## [Work required]
Go to the line that contains "should close after" and transcribe from there to the end of the entries, that line and the last one included.

## [Records contained in a dataset]
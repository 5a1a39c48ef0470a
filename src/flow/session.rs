use crate::pipeline::SessionEvent;
use async_trait::async_trait;
use chrono::{DateTime, Utc};
use moka::future::Cache;
use std::fmt::Debug;
use std::sync::Arc;
use std::time::Duration;
use tokio::sync::mpsc;
use tokio_util::sync::CancellationToken;
use tracing::{debug, info};

pub type SessionStore = Arc<dyn SessionRegistry>;

/// Registry of live sessions.
#[async_trait]
pub trait SessionRegistry: Send + Sync + Debug {
    /// Returns the handle for a session if it is still live.
    async fn get(&self, session_id: &str) -> Option<SessionHandle>;

    /// Registers a freshly created session.
    async fn insert(&self, handle: SessionHandle);

    /// Explicitly removes a session from the store.
    async fn remove(&self, session_id: &str);

    /// Clears all sessions (typically for tests or shutdown).
    fn clear(&self);
}

/// Cheap, cloneable handle to one session: the event-queue sender feeding the
/// session's event loop and the token that cancels its in-flight work.
///
/// The session's state and flow manager live inside the loop task; a handle
/// never outlives the ability to observe the session closing.
#[derive(Clone, Debug)]
pub struct SessionHandle {
    id: String,
    started_at: DateTime<Utc>,
    events: mpsc::Sender<SessionEvent>,
    cancel: CancellationToken,
}

impl SessionHandle {
    pub fn new(id: &str, events: mpsc::Sender<SessionEvent>, cancel: CancellationToken) -> Self {
        Self {
            id: id.to_string(),
            started_at: Utc::now(),
            events,
            cancel,
        }
    }

    pub fn id(&self) -> &str {
        &self.id
    }

    pub fn started_at(&self) -> DateTime<Utc> {
        self.started_at
    }

    /// Enqueues an event for the session loop; events arriving after the loop
    /// closed are dropped.
    pub async fn send(&self, event: SessionEvent) {
        if self.events.send(event).await.is_err() {
            debug!("session {}: event dropped, loop already closed", self.id);
        }
    }

    /// Cancels all in-flight generation and synthesis work for this session.
    pub fn cancel(&self) {
        self.cancel.cancel();
    }

    /// Resolves once the session has terminated.
    pub async fn closed(&self) {
        self.cancel.cancelled().await;
    }

    pub fn is_closed(&self) -> bool {
        self.cancel.is_cancelled()
    }
}

#[derive(Debug)]
pub struct InMemorySessionStore {
    cache: Cache<String, SessionHandle>,
}

impl InMemorySessionStore {
    /// Creates a store evicting idle sessions after `ttl_secs`. Eviction only
    /// drops the handle; a live loop still terminates via its own token.
    pub fn new(ttl_secs: u64) -> Arc<Self> {
        let cache = Cache::builder()
            .time_to_idle(Duration::from_secs(ttl_secs))
            .eviction_listener(|key: Arc<String>, _value: SessionHandle, cause| {
                info!("session evicted: key={}, cause={:?}", key, cause);
            })
            .build();
        Arc::new(Self { cache })
    }
}

#[async_trait]
impl SessionRegistry for InMemorySessionStore {
    async fn get(&self, session_id: &str) -> Option<SessionHandle> {
        self.cache.get(session_id).await
    }

    async fn insert(&self, handle: SessionHandle) {
        self.cache.insert(handle.id().to_string(), handle).await;
    }

    async fn remove(&self, session_id: &str) {
        self.cache.invalidate(session_id).await;
    }

    fn clear(&self) {
        self.cache.invalidate_all();
    }
}
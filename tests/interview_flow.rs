//! End-to-end interview scenarios driven through the real session event loop
//! with a scripted language model and a capturing speech sink.

use async_trait::async_trait;
use serde_json::json;
use std::collections::VecDeque;
use std::sync::atomic::{AtomicUsize, Ordering};
use std::sync::{Arc, Mutex};
use std::time::Duration;
use tokio::sync::mpsc;
use tokio::time::timeout;
use tokio_util::sync::CancellationToken;
use voxflow::flow::manager::FlowManager;
use voxflow::flow::state::{FlowState, FlowStateStore, InMemoryFlowState, StateValue};
use voxflow::interview;
use voxflow::message::ToolCall;
use voxflow::pipeline::context::LlmContext;
use voxflow::pipeline::{
    PipelineControl, SessionEvent, SessionRunner, SpeechSink, APOLOGY_LINE, EVENT_QUEUE_DEPTH,
};
use voxflow::services::{
    AudioClip, CompletionRequest, LanguageModel, LlmReply, ServiceError, TextToSpeech,
};

/// Pops one scripted reply per completion request, after an optional delay.
/// An exhausted script behaves like a failing model service.
#[derive(Debug)]
struct ScriptedLlm {
    replies: Mutex<VecDeque<(u64, LlmReply)>>,
}

impl ScriptedLlm {
    fn new(replies: Vec<(u64, LlmReply)>) -> Self {
        Self {
            replies: Mutex::new(replies.into_iter().collect()),
        }
    }
}

#[async_trait]
impl LanguageModel for ScriptedLlm {
    async fn complete(&self, _request: CompletionRequest) -> Result<LlmReply, ServiceError> {
        let next = self.replies.lock().unwrap().pop_front();
        match next {
            Some((delay_ms, reply)) => {
                if delay_ms > 0 {
                    tokio::time::sleep(Duration::from_millis(delay_ms)).await;
                }
                Ok(reply)
            }
            None => Err(ServiceError::BadResponse {
                service: "scripted",
                details: "script exhausted".to_string(),
            }),
        }
    }
}

#[derive(Debug)]
struct NullTts;

#[async_trait]
impl TextToSpeech for NullTts {
    async fn synthesize(&self, _text: &str) -> Result<AudioClip, ServiceError> {
        Ok(AudioClip {
            bytes: Vec::new(),
            mime: "audio/wav".to_string(),
        })
    }
}

#[derive(Debug, Default)]
struct RecordingSink {
    utterances: Mutex<Vec<String>>,
}

impl RecordingSink {
    fn count(&self) -> usize {
        self.utterances.lock().unwrap().len()
    }

    fn last(&self) -> Option<String> {
        self.utterances.lock().unwrap().last().cloned()
    }
}

#[async_trait]
impl SpeechSink for RecordingSink {
    async fn deliver(&self, text: &str, _audio: Option<AudioClip>) -> anyhow::Result<()> {
        self.utterances.lock().unwrap().push(text.to_string());
        Ok(())
    }
}

#[derive(Debug)]
struct CountingCancel {
    cancels: AtomicUsize,
    token: CancellationToken,
}

impl CountingCancel {
    fn new(token: CancellationToken) -> Self {
        Self {
            cancels: AtomicUsize::new(0),
            token,
        }
    }
}

impl PipelineControl for CountingCancel {
    fn cancel(&self) {
        self.cancels.fetch_add(1, Ordering::SeqCst);
        self.token.cancel();
    }
}

struct Session {
    tx: mpsc::Sender<SessionEvent>,
    state: FlowState,
    sink: Arc<RecordingSink>,
    control: Arc<CountingCancel>,
    done: tokio::task::JoinHandle<()>,
}

fn spawn_session(replies: Vec<(u64, LlmReply)>) -> Session {
    let session_id = "itest";
    let cancel = CancellationToken::new();
    let (tx, rx) = mpsc::channel(EVENT_QUEUE_DEPTH);

    let context = Arc::new(LlmContext::new(tx.clone()));
    let state: FlowState = InMemoryFlowState::new();
    let control = Arc::new(CountingCancel::new(cancel.clone()));
    let manager = FlowManager::new(session_id, state.clone(), context.clone(), control.clone());

    let sink = Arc::new(RecordingSink::default());
    let runner = SessionRunner::new(
        session_id,
        manager,
        context,
        Arc::new(ScriptedLlm::new(replies)),
        Arc::new(NullTts),
        sink.clone(),
        tx.clone(),
        rx,
        cancel,
        interview::initial_node(),
    );
    let done = tokio::spawn(runner.run());

    Session {
        tx,
        state,
        sink,
        control,
        done,
    }
}

async fn wait_for_utterances(sink: &RecordingSink, count: usize) {
    timeout(Duration::from_secs(2), async {
        while sink.count() < count {
            tokio::time::sleep(Duration::from_millis(10)).await;
        }
    })
    .await
    .unwrap_or_else(|_| panic!("timed out waiting for {count} utterance(s)"));
}

fn utterance(text: &str) -> (u64, LlmReply) {
    (0, LlmReply::Utterance(text.to_string()))
}

fn call(id: &str, name: &str, arguments: serde_json::Value) -> (u64, LlmReply) {
    (0, LlmReply::FunctionCall(ToolCall::new(id, name, arguments)))
}

#[tokio::test]
async fn test_accept_path_collects_all_fields_and_terminates() {
    let session = spawn_session(vec![
        utterance("Hi, I'm from Commotion's HR team. Could I get your full name?"),
        call("call_1", "collect_name", json!({"name": "Asha Rao"})),
        utterance("Thanks Asha. What salary are you expecting, in LPA?"),
        call("call_2", "collect_salary", json!({"salary": 30})),
        utterance("Good to know. What draws you to Commotion?"),
        call(
            "call_3",
            "collect_motivation",
            json!({"motivation": "growth opportunities"}),
        ),
        utterance("Thanks for your time. We'll reach out within 2-3 business days."),
    ]);

    session.tx.send(SessionEvent::Connected).await.unwrap();
    wait_for_utterances(&session.sink, 1).await;

    session
        .tx
        .send(SessionEvent::TranscriptFinal("Asha Rao".into()))
        .await
        .unwrap();
    wait_for_utterances(&session.sink, 2).await;

    session
        .tx
        .send(SessionEvent::TranscriptFinal("I'm expecting thirty LPA".into()))
        .await
        .unwrap();
    wait_for_utterances(&session.sink, 3).await;

    session
        .tx
        .send(SessionEvent::TranscriptFinal(
            "Mostly the growth opportunities".into(),
        ))
        .await
        .unwrap();
    wait_for_utterances(&session.sink, 4).await;

    // The resolution node's post-action ends the session once the goodbye
    // has played out.
    timeout(Duration::from_secs(2), session.done)
        .await
        .expect("session should terminate after resolution")
        .unwrap();

    assert_eq!(
        session.state.get("name"),
        Some(StateValue::String("Asha Rao".into()))
    );
    assert_eq!(
        session.state.get("salary_expectation"),
        Some(StateValue::Number(30.0))
    );
    assert_eq!(
        session.state.get("motivation"),
        Some(StateValue::String("growth opportunities".into()))
    );
    assert_eq!(session.control.cancels.load(Ordering::SeqCst), 1);
}

#[tokio::test]
async fn test_high_salary_bypasses_motivation() {
    let session = spawn_session(vec![
        utterance("Hi, I'm from Commotion's HR team. Could I get your full name?"),
        call("call_1", "collect_name", json!({"name": "Asha Rao"})),
        utterance("Thanks Asha. What salary are you expecting, in LPA?"),
        call("call_2", "collect_salary", json!({"salary": 75})),
        utterance("I appreciate your time, but that's above what this role offers."),
    ]);

    session.tx.send(SessionEvent::Connected).await.unwrap();
    wait_for_utterances(&session.sink, 1).await;

    session
        .tx
        .send(SessionEvent::TranscriptFinal("Asha Rao".into()))
        .await
        .unwrap();
    wait_for_utterances(&session.sink, 2).await;

    session
        .tx
        .send(SessionEvent::TranscriptFinal("Seventy five".into()))
        .await
        .unwrap();
    wait_for_utterances(&session.sink, 3).await;

    timeout(Duration::from_secs(2), session.done)
        .await
        .expect("session should terminate after rejection")
        .unwrap();

    assert_eq!(
        session.state.get("salary_expectation"),
        Some(StateValue::Number(75.0))
    );
    assert_eq!(session.state.get("motivation"), None);
    assert_eq!(session.control.cancels.load(Ordering::SeqCst), 1);
}

#[tokio::test]
async fn test_invalid_arguments_are_fed_back_for_retry() {
    let session = spawn_session(vec![
        utterance("Hi, I'm from Commotion's HR team. Could I get your full name?"),
        // First attempt misses the required field; the structured error goes
        // back into the conversation and the model retries.
        call("call_1", "collect_name", json!({"full_name": "Asha Rao"})),
        call("call_2", "collect_name", json!({"name": "Asha Rao"})),
        utterance("Thanks Asha. What salary are you expecting, in LPA?"),
    ]);

    session.tx.send(SessionEvent::Connected).await.unwrap();
    wait_for_utterances(&session.sink, 1).await;

    session
        .tx
        .send(SessionEvent::TranscriptFinal("Asha Rao".into()))
        .await
        .unwrap();
    wait_for_utterances(&session.sink, 2).await;

    assert_eq!(
        session.state.get("name"),
        Some(StateValue::String("Asha Rao".into()))
    );
    session.tx.send(SessionEvent::Disconnected).await.unwrap();
    timeout(Duration::from_secs(2), session.done)
        .await
        .expect("session should close on disconnect")
        .unwrap();
}

#[tokio::test]
async fn test_barge_in_discards_in_flight_result() {
    let session = spawn_session(vec![
        utterance("Hi, I'm from Commotion's HR team. Could I get your full name?"),
        // Slow completion, interrupted before it lands.
        (
            5000,
            LlmReply::FunctionCall(ToolCall::new(
                "call_1",
                "collect_name",
                json!({"name": "Asha Rao"}),
            )),
        ),
    ]);

    session.tx.send(SessionEvent::Connected).await.unwrap();
    wait_for_utterances(&session.sink, 1).await;

    session
        .tx
        .send(SessionEvent::TranscriptFinal("Asha Rao".into()))
        .await
        .unwrap();
    tokio::time::sleep(Duration::from_millis(50)).await;
    session.tx.send(SessionEvent::BargeIn).await.unwrap();
    tokio::time::sleep(Duration::from_millis(100)).await;

    // The interrupted call never mutates state.
    assert_eq!(session.state.get("name"), None);

    session.tx.send(SessionEvent::Disconnected).await.unwrap();
    timeout(Duration::from_secs(2), session.done)
        .await
        .expect("session should close on disconnect")
        .unwrap();
    assert_eq!(session.control.cancels.load(Ordering::SeqCst), 1);
}

#[tokio::test]
async fn test_disconnect_mid_turn_cancels_promptly() {
    let session = spawn_session(vec![
        utterance("Hi, I'm from Commotion's HR team. Could I get your full name?"),
        (
            5000,
            LlmReply::Utterance("This reply should never be delivered.".to_string()),
        ),
    ]);

    session.tx.send(SessionEvent::Connected).await.unwrap();
    wait_for_utterances(&session.sink, 1).await;

    session
        .tx
        .send(SessionEvent::TranscriptFinal("Asha Rao".into()))
        .await
        .unwrap();
    tokio::time::sleep(Duration::from_millis(50)).await;
    session.tx.send(SessionEvent::Disconnected).await.unwrap();

    // The loop must not wait out the in-flight completion.
    timeout(Duration::from_millis(500), session.done)
        .await
        .expect("disconnect should cancel in-flight work")
        .unwrap();

    assert_eq!(session.sink.count(), 1);
    assert_eq!(session.control.cancels.load(Ordering::SeqCst), 1);
}

#[tokio::test]
async fn test_model_failure_speaks_apology_and_closes() {
    // Only the greeting is scripted; the next completion fails.
    let session = spawn_session(vec![utterance(
        "Hi, I'm from Commotion's HR team. Could I get your full name?",
    )]);

    session.tx.send(SessionEvent::Connected).await.unwrap();
    wait_for_utterances(&session.sink, 1).await;

    session
        .tx
        .send(SessionEvent::TranscriptFinal("Asha Rao".into()))
        .await
        .unwrap();
    wait_for_utterances(&session.sink, 2).await;

    timeout(Duration::from_secs(2), session.done)
        .await
        .expect("session should close after the apology")
        .unwrap();

    assert_eq!(session.sink.last(), Some(APOLOGY_LINE.to_string()));
    assert_eq!(session.control.cancels.load(Ordering::SeqCst), 1);
}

## [Answer to this problem]
        .expect("session should close after the apology")
        .unwrap();

    assert_eq!(session.sink.last(), Some(APOLOGY_LINE.to_string()));
    assert_eq!(session.control.cancels.load(Ordering::SeqCst), 1);
}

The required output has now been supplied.